(Stored items)
==============================
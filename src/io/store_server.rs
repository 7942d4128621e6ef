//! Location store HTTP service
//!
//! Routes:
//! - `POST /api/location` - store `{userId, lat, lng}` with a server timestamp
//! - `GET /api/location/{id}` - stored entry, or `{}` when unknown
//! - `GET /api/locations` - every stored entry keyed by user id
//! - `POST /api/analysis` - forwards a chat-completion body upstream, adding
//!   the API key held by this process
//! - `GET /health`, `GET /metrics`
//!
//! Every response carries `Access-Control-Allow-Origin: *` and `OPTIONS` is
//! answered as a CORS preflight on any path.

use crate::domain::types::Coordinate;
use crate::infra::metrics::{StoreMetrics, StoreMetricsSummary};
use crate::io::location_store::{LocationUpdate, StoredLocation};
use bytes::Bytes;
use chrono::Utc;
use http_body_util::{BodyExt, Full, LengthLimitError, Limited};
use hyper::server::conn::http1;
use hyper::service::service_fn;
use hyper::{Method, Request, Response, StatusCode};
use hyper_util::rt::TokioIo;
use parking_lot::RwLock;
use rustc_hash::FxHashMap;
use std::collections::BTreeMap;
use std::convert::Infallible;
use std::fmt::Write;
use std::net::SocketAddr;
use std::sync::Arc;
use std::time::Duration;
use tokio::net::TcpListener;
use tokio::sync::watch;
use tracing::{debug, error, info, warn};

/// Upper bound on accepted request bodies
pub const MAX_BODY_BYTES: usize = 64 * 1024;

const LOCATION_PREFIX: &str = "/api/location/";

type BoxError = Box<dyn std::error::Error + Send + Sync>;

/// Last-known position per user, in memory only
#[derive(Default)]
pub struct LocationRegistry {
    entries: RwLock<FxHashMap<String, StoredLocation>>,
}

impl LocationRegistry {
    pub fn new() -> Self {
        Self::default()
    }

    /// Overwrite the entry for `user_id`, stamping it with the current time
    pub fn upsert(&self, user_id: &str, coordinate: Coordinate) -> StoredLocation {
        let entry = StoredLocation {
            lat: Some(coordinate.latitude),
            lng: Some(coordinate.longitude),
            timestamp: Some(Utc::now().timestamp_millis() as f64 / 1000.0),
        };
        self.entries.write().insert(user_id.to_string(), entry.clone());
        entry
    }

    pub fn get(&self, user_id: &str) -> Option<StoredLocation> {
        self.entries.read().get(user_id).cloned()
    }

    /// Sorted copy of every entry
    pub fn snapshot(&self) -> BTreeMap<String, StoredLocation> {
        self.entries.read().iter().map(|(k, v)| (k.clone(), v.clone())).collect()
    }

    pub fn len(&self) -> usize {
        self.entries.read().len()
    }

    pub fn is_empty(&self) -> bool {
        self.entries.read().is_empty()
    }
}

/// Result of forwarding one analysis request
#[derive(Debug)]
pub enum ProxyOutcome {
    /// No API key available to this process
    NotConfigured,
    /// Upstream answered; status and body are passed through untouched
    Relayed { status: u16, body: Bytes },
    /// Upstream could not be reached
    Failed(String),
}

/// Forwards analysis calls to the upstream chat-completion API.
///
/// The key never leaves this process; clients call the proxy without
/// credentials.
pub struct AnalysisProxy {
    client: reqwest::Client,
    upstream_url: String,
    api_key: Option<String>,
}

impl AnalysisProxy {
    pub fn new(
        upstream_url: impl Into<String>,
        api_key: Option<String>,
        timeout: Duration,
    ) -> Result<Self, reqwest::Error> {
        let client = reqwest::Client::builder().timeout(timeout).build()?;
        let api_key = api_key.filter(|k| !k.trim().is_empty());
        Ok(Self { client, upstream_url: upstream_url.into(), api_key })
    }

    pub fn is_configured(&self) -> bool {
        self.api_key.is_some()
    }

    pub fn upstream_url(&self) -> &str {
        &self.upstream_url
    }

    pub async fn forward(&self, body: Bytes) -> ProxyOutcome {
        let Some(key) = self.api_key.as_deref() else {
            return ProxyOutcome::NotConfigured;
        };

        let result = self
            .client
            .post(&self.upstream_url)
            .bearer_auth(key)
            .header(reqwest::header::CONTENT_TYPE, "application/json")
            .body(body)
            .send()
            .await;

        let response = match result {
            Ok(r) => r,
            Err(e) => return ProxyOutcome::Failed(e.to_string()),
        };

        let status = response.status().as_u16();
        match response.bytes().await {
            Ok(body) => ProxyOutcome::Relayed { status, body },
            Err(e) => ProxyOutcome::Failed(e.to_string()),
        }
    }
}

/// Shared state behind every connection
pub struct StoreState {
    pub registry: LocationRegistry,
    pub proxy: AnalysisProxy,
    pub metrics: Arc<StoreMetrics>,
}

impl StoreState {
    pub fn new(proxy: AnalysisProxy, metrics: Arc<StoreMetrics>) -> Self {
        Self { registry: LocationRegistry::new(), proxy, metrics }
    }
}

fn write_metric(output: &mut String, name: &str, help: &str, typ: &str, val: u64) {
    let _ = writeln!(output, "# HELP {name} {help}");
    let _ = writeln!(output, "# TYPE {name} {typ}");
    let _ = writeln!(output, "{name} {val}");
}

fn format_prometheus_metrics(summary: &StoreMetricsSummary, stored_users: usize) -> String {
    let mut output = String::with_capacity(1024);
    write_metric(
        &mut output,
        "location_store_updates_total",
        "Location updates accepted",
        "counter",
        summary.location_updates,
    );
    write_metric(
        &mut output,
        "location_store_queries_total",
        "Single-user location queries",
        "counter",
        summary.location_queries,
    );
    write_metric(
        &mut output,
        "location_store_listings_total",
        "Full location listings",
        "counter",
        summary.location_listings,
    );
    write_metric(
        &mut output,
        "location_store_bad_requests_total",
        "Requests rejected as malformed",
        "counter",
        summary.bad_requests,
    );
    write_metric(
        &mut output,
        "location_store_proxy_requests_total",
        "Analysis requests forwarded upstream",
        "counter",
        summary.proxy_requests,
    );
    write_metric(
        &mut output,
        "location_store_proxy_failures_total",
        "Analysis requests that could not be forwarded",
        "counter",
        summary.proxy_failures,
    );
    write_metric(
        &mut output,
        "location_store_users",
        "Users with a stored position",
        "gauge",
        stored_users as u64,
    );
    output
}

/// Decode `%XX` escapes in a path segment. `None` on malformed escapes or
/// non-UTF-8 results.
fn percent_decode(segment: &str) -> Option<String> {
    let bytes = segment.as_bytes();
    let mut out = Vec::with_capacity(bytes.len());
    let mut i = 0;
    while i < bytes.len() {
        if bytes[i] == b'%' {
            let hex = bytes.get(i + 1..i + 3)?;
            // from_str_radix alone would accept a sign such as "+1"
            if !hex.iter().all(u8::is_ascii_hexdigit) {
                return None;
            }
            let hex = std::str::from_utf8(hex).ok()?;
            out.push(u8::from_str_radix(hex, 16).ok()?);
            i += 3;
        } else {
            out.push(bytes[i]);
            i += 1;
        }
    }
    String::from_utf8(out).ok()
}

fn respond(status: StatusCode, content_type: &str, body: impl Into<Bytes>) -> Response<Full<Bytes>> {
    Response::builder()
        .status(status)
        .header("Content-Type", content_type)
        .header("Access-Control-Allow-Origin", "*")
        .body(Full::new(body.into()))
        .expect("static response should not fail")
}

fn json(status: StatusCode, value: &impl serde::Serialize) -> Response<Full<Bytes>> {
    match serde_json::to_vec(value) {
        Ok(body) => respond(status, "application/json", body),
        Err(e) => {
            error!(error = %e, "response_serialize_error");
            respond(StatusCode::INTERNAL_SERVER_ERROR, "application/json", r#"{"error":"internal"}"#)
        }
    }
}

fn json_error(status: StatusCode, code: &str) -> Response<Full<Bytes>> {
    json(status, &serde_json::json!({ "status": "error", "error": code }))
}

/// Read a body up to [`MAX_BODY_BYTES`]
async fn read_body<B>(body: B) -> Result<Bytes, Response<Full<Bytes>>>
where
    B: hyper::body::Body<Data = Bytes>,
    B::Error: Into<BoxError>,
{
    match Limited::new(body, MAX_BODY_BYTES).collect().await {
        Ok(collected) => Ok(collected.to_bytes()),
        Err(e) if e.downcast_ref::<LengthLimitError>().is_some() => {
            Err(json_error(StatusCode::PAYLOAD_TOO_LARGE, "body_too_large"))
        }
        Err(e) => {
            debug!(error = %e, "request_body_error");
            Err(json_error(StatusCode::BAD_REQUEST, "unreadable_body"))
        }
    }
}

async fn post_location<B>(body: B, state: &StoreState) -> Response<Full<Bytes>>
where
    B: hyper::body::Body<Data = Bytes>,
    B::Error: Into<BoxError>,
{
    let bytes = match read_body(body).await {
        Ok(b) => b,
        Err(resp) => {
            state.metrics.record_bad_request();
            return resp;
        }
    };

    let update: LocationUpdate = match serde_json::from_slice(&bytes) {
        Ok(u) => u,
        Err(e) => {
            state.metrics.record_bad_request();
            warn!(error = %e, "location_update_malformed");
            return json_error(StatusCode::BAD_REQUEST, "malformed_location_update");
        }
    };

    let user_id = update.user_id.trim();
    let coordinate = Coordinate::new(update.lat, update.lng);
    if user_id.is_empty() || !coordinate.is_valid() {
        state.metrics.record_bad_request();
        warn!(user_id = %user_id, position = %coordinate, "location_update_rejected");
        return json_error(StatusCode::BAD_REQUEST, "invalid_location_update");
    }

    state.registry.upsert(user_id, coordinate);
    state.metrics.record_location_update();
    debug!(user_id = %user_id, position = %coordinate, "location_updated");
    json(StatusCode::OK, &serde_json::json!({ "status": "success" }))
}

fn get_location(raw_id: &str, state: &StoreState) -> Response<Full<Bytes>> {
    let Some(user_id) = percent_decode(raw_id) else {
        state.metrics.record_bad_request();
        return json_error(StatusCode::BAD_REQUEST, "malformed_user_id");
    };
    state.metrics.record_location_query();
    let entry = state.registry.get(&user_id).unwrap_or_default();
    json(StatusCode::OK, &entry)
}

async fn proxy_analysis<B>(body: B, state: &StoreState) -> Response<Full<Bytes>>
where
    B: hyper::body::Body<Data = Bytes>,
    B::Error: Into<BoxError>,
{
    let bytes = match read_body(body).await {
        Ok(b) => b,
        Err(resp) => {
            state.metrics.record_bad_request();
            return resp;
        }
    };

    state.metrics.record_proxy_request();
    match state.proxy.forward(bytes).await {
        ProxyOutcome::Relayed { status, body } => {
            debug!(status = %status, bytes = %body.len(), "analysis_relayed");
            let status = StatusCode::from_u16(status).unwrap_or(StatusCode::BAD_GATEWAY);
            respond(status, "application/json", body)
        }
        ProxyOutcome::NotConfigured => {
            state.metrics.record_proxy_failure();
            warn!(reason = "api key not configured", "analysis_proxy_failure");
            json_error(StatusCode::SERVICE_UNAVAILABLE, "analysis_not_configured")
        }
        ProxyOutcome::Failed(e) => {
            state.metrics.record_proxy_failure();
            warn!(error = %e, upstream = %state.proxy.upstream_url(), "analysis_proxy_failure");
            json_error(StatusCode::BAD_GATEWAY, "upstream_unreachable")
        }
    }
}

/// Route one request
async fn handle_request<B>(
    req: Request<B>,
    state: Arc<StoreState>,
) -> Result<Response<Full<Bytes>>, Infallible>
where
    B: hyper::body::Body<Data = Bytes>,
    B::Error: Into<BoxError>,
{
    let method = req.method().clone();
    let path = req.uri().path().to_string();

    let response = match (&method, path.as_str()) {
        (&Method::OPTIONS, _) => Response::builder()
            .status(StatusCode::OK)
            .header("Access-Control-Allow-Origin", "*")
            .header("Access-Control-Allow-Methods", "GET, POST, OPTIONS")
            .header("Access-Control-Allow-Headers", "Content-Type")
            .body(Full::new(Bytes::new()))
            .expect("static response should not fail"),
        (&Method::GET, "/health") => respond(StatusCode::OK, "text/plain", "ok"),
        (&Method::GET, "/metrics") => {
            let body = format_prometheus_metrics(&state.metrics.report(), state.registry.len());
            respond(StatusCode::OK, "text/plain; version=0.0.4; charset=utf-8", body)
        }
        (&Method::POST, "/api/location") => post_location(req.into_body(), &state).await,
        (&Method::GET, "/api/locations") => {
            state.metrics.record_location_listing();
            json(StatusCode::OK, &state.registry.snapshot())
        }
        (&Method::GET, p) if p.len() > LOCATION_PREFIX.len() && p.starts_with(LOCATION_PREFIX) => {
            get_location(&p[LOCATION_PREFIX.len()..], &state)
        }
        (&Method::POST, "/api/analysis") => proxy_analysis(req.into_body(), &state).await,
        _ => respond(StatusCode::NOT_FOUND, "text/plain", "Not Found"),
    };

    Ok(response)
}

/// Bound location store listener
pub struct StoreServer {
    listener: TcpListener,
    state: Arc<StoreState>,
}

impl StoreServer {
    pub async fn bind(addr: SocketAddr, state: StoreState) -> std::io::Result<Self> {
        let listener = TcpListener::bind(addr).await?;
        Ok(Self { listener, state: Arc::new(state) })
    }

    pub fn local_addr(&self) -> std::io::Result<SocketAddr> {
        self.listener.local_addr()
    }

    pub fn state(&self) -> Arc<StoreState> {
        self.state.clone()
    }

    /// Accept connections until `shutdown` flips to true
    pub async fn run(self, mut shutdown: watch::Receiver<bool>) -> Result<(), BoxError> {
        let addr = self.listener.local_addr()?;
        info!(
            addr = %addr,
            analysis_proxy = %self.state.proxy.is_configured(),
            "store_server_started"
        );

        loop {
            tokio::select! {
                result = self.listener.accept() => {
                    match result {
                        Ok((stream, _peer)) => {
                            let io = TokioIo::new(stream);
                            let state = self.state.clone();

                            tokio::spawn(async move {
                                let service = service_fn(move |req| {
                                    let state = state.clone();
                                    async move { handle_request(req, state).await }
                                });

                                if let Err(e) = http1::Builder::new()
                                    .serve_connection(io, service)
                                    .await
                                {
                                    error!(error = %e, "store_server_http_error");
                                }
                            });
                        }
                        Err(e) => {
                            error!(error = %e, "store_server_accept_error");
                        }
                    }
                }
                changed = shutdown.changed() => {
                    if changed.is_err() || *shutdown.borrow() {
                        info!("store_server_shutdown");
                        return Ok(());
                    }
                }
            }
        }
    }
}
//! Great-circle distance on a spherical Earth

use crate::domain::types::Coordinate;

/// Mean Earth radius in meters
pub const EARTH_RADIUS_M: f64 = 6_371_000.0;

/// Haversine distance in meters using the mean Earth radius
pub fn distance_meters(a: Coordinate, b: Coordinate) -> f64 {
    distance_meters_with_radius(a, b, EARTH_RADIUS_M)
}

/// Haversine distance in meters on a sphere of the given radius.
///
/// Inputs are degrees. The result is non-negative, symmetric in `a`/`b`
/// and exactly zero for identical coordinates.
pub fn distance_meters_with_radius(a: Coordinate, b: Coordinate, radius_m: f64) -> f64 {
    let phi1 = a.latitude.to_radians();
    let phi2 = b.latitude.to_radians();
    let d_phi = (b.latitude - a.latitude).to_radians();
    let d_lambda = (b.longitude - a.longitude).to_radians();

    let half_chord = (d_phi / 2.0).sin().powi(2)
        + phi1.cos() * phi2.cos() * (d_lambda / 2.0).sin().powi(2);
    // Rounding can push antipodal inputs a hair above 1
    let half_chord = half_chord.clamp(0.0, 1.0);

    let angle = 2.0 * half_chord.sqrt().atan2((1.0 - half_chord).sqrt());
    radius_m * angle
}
==============================
TRY IT: Only the lines from the first line of the records through the line containing "on any path." should be repeated, exactly as they appear.

EXERCISE SOLUTION:
filename src/io/store_server.rs
repository 7942d4128621e6ef
//! Location store HTTP service
//!
//! Routes:
//! - `POST /api/location` - store `{userId, lat, lng}` with a server timestamp
//! - `GET /api/location/{id}` - stored entry, or `{}` when unknown
//! - `GET /api/locations` - every stored entry keyed by user id
//! - `POST /api/analysis` - forwards a chat-completion body upstream, adding
//!   the API key held by this process
//! - `GET /health`, `GET /metrics`
//!
//! Every response carries `Access-Control-Allow-Origin: *` and `OPTIONS` is
//! answered as a CORS preflight on any path.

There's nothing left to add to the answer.